◆ **WHAT THIS TASK INVOLVES**
Would you please transcribe the records below from the line with "assert_eq!(card.labels()[0].color(), LabelColor::Green);" through their final line, exactly and with no other lines?

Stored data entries
'''

use crate::ErrorLocation;

use thiserror::Error as ThisError;

/// Raised when something tries to write a credential out.
#[derive(Debug, ThisError)]
pub enum RedactError {
    #[error("Credential Serialization Refused: {type_name} must be exposed explicitly {location}")]
    SerializationRefused {
        type_name: &'static str,
        location: ErrorLocation,
    },
}
use crate::helpers::{
    BOARD_ID, OTHER_BOARD_ID, card_json, connected_client, fetch_board, label_json, list_json,
    mount_deep_load,
};

use trello_client::{Board, Card, Entity, Label, LabelColor, List, TrelloClient, TrelloError};

use serde_json::json;
use wiremock::matchers::{method, path, query_param};
use wiremock::{Mock, MockServer, ResponseTemplate};

async fn board_with_list(server: &MockServer, client: &TrelloClient) -> (Board, List) {
    Mock::given(method("POST"))
        .and(path("/1/lists"))
        .respond_with(ResponseTemplate::new(200).set_body_json(list_json("L1", "Todo", 1.0)))
        .mount(server)
        .await;
    let board = fetch_board(server, client).await;
    let list = List::create(&board, "Todo").await.unwrap();
    (board, list)
}

async fn mount_card_create(server: &MockServer, labels: serde_json::Value) {
    let mut card = card_json("C1", "Plan", "L1", 1.0);
    card["desc"] = json!("First steps");
    card["labels"] = labels;
    Mock::given(method("POST"))
        .and(path("/1/cards"))
        .and(query_param("idList", "L1"))
        .and(query_param("name", "Plan"))
        .and(query_param("desc", "First steps"))
        .and(query_param("pos", "bottom"))
        .respond_with(ResponseTemplate::new(200).set_body_json(card))
        .expect(1)
        .mount(server)
        .await;
}

#[tokio::test]
async fn given_list_when_creating_card_then_card_belongs_to_list_and_board() {
    let server = MockServer::start().await;
    mount_card_create(&server, json!([])).await;
    let client = connected_client(&server).await;
    let (_board, list) = board_with_list(&server, &client).await;

    let card = Card::create(&list, "Plan", "First steps").await.unwrap();

    assert_eq!(card.remote_id(), "C1");
    assert_eq!(card.list_id(), "L1");
    assert_eq!(card.board_id(), Some(BOARD_ID));
    assert_eq!(card.description(), "First steps");
    assert!(card.labels().is_empty());
}

#[tokio::test]
async fn given_card_when_commenting_then_comment_is_posted() {
    let server = MockServer::start().await;
    mount_card_create(&server, json!([])).await;
    Mock::given(method("POST"))
        .and(path("/1/cards/C1/actions/comments"))
        .and(query_param("text", "Looks good"))
        .respond_with(ResponseTemplate::new(200).set_body_json(json!({
            "id": "A1",
            "type": "commentCard"
        })))
        .expect(1)
        .mount(&server)
        .await;
    let client = connected_client(&server).await;
    let (_board, list) = board_with_list(&server, &client).await;
    let card = Card::create(&list, "Plan", "First steps").await.unwrap();

    card.comment("Looks good").await.unwrap();

    assert!(matches!(card.comment("  ").await, Err(TrelloError::Validation { .. })));
}

/// **VALUE**: Verifies only labels the card lacks are posted.
///
/// **BUG THIS CATCHES**: Re-posting an assigned label makes Trello answer 400
/// "that label is already on the card" and aborts the whole batch.
#[tokio::test]
async fn given_some_labels_already_assigned_when_assigning_then_only_new_ones_are_posted() {
    let server = MockServer::start().await;
    mount_card_create(&server, json!([label_json("B1", BOARD_ID, "Bug", Some("red"))])).await;
    Mock::given(method("POST"))
        .and(path("/1/labels"))
        .respond_with(ResponseTemplate::new(200).set_body_json(label_json(
            "B2",
            BOARD_ID,
            "Feature",
            Some("green"),
        )))
        .mount(&server)
        .await;
    Mock::given(method("POST"))
        .and(path("/1/cards/C1/idLabels"))
        .and(query_param("value", "B2"))
        .respond_with(ResponseTemplate::new(200).set_body_json(json!(["B1", "B2"])))
        .expect(1)
        .mount(&server)
        .await;
    Mock::given(method("POST"))
        .and(path("/1/cards/C1/idLabels"))
        .and(query_param("value", "B1"))
        .respond_with(ResponseTemplate::new(400))
        .expect(0)
        .mount(&server)
        .await;
    let client = connected_client(&server).await;
    let (board, list) = board_with_list(&server, &client).await;
    let mut card = Card::create(&list, "Plan", "First steps").await.unwrap();
    let existing = card.labels()[0].clone();
    let feature = Label::create(&board, "Feature", LabelColor::Green).await.unwrap();

    let assigned = card.assign_labels(&[existing, feature]).await.unwrap();

    assert_eq!(assigned, 1);
    assert!(card.has_label("B1"));
    assert!(card.has_label("B2"));
}

#[tokio::test]
async fn given_label_from_other_board_when_assigning_then_validation_error() {
    let server = MockServer::start().await;
    mount_card_create(&server, json!([])).await;
    Mock::given(method("POST"))
        .and(path("/1/labels"))
        .respond_with(ResponseTemplate::new(200).set_body_json(label_json(
            "X1",
            OTHER_BOARD_ID,
            "Elsewhere",
            None,
        )))
        .mount(&server)
        .await;
    Mock::given(method("POST"))
        .and(path("/1/cards/C1/idLabels"))
        .respond_with(ResponseTemplate::new(200))
        .expect(0)
        .mount(&server)
        .await;
    let client = connected_client(&server).await;
    let (board, list) = board_with_list(&server, &client).await;
    let mut card = Card::create(&list, "Plan", "First steps").await.unwrap();
    let foreign = Label::create(&board, "Elsewhere", LabelColor::None).await.unwrap();

    let result = card.assign_labels(&[foreign]).await;

    assert!(matches!(result, Err(TrelloError::Validation { .. })));
    assert!(card.labels().is_empty());
}

#[tokio::test]
async fn given_archived_card_when_updating_then_closed_flag_is_sent() {
    let server = MockServer::start().await;
    mount_card_create(&server, json!([])).await;
    let mut archived = card_json("C1", "Plan", "L1", 1.0);
    archived["desc"] = json!("First steps");
    archived["closed"] = json!(true);
    Mock::given(method("PUT"))
        .and(path("/1/cards/C1"))
        .and(query_param("closed", "true"))
        .respond_with(ResponseTemplate::new(200).set_body_json(archived))
        .expect(1)
        .mount(&server)
        .await;
    let client = connected_client(&server).await;
    let (_board, list) = board_with_list(&server, &client).await;
    let mut card = Card::create(&list, "Plan", "First steps").await.unwrap();

    card.set_archived(true);
    card.update(false).await.unwrap();

    assert!(card.is_archived());
    assert!(!card.is_dirty());
}

/// **VALUE**: Verifies `pull` overwrites local edits and replaces the card's labels.
///
/// **BUG THIS CATCHES**: Keeping the stale label list after a pull would make
/// `assign_labels` skip labels that were removed on Trello.
#[tokio::test]
async fn given_local_edits_when_pulling_card_then_remote_values_and_labels_win() {
    let server = MockServer::start().await;
    mount_card_create(&server, json!([label_json("B1", BOARD_ID, "Bug", Some("red"))])).await;
    let mut remote = card_json("C1", "Plan v2", "L1", 5.0);
    remote["desc"] = json!("Edited on Trello");
    remote["labels"] = json!([label_json("B2", BOARD_ID, "Feature", Some("green"))]);
    Mock::given(method("GET"))
        .and(path("/1/cards/C1"))
        .respond_with(ResponseTemplate::new(200).set_body_json(remote))
        .expect(1)
        .mount(&server)
        .await;
    let client = connected_client(&server).await;
    let (_board, list) = board_with_list(&server, &client).await;
    let mut card = Card::create(&list, "Plan", "First steps").await.unwrap();
    assert!(card.has_label("B1"));

    card.set_name("Local rename");
    card.set_description("Local notes");
    card.pull().await.unwrap();

    assert_eq!(card.name(), "Plan v2");
    assert_eq!(card.description(), "Edited on Trello");
    assert_eq!(card.position(), 5.0);
    assert!(!card.is_dirty());
    assert!(!card.has_label("B1"));
    assert!(card.has_label("B2"));
    assert_eq!(card.labels().len(), 1);
    assert_eq!(card.labels()[0].color(), LabelColor::Green);
}

/// **VALUE**: Verifies labels are refused when the card's board is unknown.
///
/// **BUG THIS CATCHES**: Without a board id the foreign-label check cannot run;
/// posting anyway could attach another board's label.
#[tokio::test]
async fn given_card_without_board_when_assigning_labels_then_validation_error() {
    let server = MockServer::start().await;
    let mut card = card_json("C1", "Plan", "L1", 1.0);
    card.as_object_mut().unwrap().remove("idBoard");
    mount_deep_load(
        &server,
        json!([list_json("L1", "Todo", 1.0)]),
        json!([card]),
        json!([label_json("B1", BOARD_ID, "Bug", Some("red"))]),
    )
    .await;
    Mock::given(method("POST"))
        .and(path("/1/cards/C1/idLabels"))
        .respond_with(ResponseTemplate::new(200))
        .expect(0)
        .mount(&server)
        .await;
    let client = connected_client(&server).await;
    let mut board = fetch_board(&server, &client).await;
    board.deep_load().await.unwrap();
    let labels = board.labels().unwrap().to_vec();
    let card = board.list_mut("L1").unwrap().card_mut("C1").unwrap();
    assert_eq!(card.board_id(), None);

    let result = card.assign_labels(&labels).await;

    assert!(matches!(result, Err(TrelloError::Validation { .. })));
    assert!(card.labels().is_empty());
}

'''

◆ **RESPONSE**
    assert_eq!(card.labels()[0].color(), LabelColor::Green);
}

/// **VALUE**: Verifies labels are refused when the card's board is unknown.
///
/// **BUG THIS CATCHES**: Without a board id the foreign-label check cannot run;
/// posting anyway could attach another board's label.
#[tokio::test]
async fn given_card_without_board_when_assigning_labels_then_validation_error() {
    let server = MockServer::start().await;
    let mut card = card_json("C1", "Plan", "L1", 1.0);
    card.as_object_mut().unwrap().remove("idBoard");
    mount_deep_load(
        &server,
        json!([list_json("L1", "Todo", 1.0)]),
        json!([card]),
        json!([label_json("B1", BOARD_ID, "Bug", Some("red"))]),
    )
    .await;
    Mock::given(method("POST"))
        .and(path("/1/cards/C1/idLabels"))
        .respond_with(ResponseTemplate::new(200))
        .expect(0)
        .mount(&server)
        .await;
    let client = connected_client(&server).await;
    let mut board = fetch_board(&server, &client).await;
    board.deep_load().await.unwrap();
    let labels = board.labels().unwrap().to_vec();
    let card = board.list_mut("L1").unwrap().card_mut("C1").unwrap();
    assert_eq!(card.board_id(), None);

    let result = card.assign_labels(&labels).await;

    assert!(matches!(result, Err(TrelloError::Validation { .. })));
    assert!(card.labels().is_empty());
}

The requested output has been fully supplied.